Data for processing: Begin
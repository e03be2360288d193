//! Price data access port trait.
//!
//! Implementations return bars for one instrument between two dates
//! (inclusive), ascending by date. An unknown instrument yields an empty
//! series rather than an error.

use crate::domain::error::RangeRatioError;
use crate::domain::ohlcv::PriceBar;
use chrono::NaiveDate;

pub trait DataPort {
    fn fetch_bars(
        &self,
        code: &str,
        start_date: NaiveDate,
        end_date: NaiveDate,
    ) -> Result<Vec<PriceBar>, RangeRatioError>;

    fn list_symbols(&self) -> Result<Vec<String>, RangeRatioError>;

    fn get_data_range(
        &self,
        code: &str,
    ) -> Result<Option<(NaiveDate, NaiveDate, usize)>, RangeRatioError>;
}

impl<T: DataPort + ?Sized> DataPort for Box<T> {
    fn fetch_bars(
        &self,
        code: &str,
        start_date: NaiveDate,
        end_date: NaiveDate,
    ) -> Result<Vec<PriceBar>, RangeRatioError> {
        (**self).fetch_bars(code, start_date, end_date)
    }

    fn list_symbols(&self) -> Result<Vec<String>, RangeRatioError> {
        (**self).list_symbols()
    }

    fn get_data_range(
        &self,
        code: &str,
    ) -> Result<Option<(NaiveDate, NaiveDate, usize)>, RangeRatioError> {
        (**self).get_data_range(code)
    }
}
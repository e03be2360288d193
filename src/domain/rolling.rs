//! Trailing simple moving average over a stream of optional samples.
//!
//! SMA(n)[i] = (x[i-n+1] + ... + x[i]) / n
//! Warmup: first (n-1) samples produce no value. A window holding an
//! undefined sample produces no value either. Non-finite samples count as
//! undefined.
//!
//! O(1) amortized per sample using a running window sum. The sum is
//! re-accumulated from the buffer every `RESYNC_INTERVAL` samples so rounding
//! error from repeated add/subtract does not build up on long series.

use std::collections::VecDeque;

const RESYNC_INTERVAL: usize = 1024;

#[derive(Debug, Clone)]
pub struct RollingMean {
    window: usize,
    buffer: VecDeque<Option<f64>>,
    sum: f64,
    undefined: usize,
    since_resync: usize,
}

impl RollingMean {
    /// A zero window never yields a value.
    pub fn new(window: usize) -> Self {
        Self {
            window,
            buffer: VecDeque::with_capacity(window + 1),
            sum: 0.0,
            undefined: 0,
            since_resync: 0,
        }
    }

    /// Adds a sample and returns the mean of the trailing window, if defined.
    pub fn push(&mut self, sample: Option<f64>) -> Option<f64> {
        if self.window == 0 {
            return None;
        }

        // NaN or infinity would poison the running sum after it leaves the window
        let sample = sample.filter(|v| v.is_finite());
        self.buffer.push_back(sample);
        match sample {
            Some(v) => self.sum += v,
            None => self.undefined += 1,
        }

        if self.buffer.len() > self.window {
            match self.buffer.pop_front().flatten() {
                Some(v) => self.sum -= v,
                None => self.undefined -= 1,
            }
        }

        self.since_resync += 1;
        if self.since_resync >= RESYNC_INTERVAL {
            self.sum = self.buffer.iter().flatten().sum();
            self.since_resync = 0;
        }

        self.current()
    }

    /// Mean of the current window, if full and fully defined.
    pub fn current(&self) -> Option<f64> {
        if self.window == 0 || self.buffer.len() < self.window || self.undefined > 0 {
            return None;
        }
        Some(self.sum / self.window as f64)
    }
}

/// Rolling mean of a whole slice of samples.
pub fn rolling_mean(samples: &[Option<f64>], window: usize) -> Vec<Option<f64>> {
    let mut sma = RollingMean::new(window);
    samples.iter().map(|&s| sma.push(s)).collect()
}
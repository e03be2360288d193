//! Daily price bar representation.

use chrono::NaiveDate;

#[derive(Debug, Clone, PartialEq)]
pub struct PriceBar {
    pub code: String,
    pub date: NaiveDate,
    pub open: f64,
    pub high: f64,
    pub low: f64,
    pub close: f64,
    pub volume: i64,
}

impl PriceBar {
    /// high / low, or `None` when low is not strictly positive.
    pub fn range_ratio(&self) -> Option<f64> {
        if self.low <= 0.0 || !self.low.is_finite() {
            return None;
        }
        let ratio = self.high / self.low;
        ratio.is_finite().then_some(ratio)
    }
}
Data for processing: End
Data for processing: Begin
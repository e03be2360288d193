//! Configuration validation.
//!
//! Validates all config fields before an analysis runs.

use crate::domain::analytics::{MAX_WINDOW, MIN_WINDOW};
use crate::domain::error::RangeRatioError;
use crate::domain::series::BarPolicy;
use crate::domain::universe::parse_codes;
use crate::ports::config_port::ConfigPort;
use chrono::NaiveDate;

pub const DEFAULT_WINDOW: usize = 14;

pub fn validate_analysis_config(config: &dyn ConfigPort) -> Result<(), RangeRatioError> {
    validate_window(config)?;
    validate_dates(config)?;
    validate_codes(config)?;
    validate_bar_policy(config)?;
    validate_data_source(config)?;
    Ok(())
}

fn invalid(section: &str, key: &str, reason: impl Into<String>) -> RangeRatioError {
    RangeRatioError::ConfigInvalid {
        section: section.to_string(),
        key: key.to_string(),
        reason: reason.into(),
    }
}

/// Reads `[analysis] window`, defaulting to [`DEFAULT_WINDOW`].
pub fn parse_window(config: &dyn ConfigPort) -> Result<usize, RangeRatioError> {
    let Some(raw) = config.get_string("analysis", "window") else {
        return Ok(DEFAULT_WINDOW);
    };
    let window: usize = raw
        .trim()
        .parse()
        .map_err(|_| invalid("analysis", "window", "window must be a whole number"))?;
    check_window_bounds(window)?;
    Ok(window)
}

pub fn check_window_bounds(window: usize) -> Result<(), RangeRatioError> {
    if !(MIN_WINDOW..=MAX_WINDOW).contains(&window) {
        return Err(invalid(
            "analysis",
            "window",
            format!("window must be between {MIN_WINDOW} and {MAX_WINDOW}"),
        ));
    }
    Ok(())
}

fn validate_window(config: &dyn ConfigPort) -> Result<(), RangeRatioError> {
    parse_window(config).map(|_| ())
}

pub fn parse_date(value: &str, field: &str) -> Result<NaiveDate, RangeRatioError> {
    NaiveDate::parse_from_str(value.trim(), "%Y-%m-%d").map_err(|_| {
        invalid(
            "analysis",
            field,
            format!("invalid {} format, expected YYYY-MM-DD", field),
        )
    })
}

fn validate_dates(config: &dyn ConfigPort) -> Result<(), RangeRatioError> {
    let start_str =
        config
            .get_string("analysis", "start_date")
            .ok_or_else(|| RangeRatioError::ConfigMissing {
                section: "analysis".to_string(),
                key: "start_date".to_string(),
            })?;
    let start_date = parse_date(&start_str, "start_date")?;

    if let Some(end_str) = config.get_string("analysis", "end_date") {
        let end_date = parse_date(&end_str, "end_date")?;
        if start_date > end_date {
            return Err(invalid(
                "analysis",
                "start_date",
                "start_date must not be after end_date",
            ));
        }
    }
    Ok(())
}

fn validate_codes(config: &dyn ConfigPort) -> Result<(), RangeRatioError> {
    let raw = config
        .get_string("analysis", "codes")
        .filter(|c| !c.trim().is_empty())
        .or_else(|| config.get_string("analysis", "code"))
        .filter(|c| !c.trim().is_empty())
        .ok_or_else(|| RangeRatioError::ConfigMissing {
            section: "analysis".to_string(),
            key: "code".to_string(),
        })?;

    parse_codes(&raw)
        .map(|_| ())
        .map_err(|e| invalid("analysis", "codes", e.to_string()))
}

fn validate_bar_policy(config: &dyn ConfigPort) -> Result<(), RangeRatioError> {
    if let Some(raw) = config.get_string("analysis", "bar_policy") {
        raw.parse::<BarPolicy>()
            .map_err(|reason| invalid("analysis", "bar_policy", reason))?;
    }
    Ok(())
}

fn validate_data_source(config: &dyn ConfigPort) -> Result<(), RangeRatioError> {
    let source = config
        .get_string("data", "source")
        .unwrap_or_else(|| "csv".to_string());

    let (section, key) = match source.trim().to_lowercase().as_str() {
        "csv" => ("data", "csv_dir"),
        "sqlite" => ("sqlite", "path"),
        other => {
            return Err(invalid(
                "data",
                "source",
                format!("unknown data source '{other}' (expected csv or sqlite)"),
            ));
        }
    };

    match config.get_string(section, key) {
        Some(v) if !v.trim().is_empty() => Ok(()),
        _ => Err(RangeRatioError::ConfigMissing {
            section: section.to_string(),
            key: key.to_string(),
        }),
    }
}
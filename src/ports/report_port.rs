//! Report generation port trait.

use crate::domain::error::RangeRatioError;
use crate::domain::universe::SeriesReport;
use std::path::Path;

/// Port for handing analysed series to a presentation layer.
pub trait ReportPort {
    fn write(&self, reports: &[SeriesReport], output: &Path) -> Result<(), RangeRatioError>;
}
Data for processing: End
- **Task directions**: Throughout the records above, find the lines in which the word "section" appears and return them.

- **Answer to this problem**:
fn invalid(section: &str, key: &str, reason: impl Into<String>) -> RangeRatioError {
        section: section.to_string(),
                section: "analysis".to_string(),
            section: "analysis".to_string(),
    let (section, key) = match source.trim().to_lowercase().as_str() {
    match config.get_string(section, key) {
            section: section.to_string(),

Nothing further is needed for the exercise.